> [Your task] Find the lines holding the string "products" in the data, then copy all of them.
────
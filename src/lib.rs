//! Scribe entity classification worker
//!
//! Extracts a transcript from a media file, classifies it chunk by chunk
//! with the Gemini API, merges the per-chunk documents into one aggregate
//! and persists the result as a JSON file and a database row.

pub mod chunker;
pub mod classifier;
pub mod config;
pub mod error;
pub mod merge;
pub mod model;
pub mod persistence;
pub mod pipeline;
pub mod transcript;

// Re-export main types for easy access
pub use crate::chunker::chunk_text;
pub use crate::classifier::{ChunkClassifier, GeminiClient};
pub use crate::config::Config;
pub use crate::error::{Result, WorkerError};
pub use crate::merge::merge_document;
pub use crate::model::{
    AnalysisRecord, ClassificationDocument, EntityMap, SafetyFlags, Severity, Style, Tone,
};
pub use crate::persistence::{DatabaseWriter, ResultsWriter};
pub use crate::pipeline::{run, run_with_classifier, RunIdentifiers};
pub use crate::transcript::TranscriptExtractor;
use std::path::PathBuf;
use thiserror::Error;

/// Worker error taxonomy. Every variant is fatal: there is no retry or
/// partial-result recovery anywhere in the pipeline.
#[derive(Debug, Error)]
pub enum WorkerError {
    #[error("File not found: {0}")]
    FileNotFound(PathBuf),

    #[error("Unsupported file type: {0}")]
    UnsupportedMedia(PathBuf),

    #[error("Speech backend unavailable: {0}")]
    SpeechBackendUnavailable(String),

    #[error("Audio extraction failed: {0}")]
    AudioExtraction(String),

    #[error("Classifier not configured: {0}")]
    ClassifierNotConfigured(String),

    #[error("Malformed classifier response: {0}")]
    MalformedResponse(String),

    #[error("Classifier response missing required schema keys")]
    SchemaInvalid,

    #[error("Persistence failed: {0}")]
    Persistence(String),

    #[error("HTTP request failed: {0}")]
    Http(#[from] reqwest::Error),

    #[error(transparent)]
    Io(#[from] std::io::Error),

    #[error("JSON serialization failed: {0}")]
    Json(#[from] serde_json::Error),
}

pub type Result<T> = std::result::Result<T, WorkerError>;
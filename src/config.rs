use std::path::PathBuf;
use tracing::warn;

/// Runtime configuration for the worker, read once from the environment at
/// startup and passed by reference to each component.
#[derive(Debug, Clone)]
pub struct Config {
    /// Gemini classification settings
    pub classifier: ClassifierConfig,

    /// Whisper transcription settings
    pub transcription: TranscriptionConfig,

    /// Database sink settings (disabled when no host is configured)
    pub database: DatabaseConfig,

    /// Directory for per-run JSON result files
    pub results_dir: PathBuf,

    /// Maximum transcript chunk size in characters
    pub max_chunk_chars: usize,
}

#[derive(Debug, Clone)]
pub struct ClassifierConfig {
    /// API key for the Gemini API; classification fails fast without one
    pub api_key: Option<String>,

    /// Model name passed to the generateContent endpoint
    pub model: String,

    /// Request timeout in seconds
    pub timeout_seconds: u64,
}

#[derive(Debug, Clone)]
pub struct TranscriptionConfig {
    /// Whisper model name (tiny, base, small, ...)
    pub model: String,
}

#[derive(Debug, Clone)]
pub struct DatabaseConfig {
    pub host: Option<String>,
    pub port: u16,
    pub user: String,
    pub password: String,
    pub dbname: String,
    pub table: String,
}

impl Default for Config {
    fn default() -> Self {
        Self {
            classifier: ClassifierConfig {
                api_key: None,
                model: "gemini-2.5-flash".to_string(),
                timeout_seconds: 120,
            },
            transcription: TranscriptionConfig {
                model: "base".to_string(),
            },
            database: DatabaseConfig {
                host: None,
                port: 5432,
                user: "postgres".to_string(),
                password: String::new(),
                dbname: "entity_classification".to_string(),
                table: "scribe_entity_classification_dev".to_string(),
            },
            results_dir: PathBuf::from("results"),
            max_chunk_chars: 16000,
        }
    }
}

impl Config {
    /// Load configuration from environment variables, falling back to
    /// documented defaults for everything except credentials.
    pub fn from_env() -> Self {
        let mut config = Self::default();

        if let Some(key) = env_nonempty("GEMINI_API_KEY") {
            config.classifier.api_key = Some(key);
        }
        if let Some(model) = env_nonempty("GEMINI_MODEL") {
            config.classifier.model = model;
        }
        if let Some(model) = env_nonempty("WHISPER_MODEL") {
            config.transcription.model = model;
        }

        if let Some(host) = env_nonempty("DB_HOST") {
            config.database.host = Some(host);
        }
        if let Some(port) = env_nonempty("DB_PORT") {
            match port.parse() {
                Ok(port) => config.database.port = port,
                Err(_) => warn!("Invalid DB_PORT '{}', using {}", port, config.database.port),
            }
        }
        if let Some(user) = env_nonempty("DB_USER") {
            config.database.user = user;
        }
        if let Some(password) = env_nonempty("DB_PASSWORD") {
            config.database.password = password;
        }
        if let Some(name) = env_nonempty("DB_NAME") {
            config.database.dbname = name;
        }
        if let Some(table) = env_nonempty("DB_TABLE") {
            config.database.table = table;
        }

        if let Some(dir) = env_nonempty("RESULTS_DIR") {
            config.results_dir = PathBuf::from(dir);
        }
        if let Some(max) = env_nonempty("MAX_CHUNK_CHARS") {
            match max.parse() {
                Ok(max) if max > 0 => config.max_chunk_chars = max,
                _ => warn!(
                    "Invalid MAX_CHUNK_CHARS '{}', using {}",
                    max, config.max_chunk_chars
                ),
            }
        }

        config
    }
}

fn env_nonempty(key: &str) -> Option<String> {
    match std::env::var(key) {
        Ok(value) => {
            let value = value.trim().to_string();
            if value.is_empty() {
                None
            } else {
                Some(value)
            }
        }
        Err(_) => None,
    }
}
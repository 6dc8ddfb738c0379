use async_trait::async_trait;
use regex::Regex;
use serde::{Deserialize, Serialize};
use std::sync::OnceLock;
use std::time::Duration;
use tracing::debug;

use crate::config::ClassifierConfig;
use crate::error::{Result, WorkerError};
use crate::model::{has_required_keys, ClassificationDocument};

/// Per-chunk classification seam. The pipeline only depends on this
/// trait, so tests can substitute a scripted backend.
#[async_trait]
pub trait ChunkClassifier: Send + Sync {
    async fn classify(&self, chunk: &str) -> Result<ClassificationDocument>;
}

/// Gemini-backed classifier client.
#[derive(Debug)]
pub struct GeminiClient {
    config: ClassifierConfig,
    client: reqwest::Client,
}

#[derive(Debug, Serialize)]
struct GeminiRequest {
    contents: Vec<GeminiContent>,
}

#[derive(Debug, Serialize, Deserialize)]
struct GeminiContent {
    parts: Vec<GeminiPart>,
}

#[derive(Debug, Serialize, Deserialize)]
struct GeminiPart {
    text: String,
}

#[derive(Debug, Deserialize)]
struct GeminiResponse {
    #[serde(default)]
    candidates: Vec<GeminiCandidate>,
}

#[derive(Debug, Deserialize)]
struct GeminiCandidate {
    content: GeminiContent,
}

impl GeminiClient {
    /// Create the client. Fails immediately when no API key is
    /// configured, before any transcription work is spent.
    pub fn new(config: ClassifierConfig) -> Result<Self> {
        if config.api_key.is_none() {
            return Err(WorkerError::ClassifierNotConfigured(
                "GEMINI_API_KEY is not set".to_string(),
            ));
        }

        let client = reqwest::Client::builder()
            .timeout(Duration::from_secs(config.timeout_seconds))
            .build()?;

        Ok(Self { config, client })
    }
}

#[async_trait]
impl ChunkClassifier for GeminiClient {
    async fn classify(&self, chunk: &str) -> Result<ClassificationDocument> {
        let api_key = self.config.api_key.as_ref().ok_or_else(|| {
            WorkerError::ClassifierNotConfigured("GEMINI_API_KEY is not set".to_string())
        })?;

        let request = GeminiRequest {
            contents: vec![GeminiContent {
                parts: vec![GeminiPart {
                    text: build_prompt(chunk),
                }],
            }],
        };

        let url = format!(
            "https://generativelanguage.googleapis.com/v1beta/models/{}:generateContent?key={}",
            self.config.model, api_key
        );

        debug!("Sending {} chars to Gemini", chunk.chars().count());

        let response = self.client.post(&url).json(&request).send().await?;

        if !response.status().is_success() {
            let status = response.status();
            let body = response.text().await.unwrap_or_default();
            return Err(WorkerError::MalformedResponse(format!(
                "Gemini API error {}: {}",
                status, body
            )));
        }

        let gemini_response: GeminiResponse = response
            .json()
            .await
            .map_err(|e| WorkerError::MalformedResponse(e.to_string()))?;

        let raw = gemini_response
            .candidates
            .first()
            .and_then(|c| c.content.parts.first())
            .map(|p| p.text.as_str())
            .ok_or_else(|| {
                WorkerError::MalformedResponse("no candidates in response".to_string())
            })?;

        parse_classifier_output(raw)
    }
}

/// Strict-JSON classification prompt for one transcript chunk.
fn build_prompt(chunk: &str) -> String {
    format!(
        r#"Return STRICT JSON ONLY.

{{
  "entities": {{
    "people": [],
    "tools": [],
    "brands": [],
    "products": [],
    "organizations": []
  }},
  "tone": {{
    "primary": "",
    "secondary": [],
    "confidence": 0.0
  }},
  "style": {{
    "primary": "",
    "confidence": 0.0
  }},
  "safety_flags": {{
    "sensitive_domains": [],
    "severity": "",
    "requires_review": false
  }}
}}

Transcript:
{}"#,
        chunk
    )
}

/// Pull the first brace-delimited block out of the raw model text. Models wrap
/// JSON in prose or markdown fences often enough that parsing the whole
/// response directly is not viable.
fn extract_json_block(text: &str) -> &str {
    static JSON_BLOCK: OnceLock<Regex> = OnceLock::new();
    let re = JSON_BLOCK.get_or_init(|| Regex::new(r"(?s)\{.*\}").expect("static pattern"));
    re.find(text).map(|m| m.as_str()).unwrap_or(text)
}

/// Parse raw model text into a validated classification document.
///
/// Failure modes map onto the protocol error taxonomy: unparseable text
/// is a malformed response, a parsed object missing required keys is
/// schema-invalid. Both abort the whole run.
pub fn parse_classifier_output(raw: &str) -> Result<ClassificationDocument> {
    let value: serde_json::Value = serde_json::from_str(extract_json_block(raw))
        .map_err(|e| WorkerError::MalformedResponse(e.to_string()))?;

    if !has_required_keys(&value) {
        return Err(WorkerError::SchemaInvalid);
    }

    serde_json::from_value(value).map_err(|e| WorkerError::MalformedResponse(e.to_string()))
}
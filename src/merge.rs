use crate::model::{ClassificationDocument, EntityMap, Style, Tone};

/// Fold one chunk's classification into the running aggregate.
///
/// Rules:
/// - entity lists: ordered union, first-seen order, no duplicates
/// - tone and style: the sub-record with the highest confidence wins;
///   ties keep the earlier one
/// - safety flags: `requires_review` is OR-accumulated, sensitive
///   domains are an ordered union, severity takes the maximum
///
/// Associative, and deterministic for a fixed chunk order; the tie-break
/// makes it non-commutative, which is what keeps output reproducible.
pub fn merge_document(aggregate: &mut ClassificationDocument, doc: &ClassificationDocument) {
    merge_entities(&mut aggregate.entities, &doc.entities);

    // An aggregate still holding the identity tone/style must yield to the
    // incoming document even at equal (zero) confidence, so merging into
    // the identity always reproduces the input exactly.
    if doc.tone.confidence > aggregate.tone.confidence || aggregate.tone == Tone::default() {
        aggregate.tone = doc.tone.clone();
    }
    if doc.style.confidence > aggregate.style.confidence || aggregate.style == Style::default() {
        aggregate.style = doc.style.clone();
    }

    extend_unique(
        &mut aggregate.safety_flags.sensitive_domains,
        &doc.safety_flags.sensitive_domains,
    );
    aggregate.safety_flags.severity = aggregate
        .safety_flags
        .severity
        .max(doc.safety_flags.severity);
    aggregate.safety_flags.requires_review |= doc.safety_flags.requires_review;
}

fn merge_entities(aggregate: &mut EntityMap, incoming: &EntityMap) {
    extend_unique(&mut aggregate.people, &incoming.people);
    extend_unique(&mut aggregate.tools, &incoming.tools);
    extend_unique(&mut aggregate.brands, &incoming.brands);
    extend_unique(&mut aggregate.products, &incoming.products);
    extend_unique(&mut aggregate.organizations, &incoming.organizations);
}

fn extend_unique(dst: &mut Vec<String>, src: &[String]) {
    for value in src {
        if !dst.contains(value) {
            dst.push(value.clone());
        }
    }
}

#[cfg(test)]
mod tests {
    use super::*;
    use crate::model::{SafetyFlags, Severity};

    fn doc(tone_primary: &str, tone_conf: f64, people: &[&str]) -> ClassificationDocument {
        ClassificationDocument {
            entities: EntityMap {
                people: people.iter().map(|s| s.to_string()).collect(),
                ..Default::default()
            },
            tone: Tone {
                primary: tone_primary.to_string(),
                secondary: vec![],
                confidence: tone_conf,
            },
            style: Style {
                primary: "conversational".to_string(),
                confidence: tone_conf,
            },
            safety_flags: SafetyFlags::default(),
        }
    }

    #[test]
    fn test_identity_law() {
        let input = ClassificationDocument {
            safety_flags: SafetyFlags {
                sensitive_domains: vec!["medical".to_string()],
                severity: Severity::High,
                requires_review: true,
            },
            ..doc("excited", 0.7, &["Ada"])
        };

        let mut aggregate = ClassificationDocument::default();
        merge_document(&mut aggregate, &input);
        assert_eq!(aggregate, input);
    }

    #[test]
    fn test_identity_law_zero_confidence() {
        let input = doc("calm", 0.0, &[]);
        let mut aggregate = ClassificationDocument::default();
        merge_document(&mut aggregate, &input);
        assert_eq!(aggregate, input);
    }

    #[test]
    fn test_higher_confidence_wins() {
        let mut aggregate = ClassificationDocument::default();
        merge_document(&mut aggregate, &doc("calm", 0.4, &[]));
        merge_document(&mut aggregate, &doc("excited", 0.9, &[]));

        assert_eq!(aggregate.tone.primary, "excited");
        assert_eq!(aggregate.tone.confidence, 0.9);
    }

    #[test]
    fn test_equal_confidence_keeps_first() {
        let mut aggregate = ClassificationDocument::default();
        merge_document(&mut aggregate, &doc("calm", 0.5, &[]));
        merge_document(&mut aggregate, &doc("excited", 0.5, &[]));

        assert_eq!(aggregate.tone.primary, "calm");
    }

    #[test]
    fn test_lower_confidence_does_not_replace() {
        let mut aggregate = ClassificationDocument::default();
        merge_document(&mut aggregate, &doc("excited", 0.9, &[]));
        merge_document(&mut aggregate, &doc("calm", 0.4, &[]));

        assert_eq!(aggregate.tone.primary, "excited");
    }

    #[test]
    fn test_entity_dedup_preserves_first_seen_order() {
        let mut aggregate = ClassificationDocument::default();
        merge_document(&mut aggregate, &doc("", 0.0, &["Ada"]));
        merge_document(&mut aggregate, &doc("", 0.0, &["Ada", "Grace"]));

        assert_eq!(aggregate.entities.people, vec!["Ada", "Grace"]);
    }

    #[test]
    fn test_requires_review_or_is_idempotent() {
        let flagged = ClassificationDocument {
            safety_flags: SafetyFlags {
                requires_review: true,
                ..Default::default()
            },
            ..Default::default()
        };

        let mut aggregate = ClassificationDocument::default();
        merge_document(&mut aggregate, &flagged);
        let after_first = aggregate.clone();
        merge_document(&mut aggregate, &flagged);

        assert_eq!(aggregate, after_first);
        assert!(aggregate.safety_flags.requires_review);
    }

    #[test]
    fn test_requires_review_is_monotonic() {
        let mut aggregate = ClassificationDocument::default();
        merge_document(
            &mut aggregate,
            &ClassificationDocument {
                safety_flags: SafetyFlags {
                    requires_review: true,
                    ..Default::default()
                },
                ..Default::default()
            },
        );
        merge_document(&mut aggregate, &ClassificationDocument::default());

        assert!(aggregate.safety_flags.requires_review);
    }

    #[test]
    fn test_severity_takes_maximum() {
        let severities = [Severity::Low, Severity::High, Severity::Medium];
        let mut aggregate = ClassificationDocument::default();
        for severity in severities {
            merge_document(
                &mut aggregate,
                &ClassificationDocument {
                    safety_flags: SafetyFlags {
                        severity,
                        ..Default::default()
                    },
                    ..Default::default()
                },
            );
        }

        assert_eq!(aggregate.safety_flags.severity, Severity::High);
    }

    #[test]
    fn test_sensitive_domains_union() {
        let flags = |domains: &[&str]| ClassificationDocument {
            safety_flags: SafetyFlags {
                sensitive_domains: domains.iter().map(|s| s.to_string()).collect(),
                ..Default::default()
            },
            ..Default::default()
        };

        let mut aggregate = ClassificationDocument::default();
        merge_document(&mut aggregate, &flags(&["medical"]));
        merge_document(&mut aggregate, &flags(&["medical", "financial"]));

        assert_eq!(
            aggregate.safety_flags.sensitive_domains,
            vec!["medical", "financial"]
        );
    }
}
────
> [Task output]
    "products": [],
    extend_unique(&mut aggregate.products, &incoming.products);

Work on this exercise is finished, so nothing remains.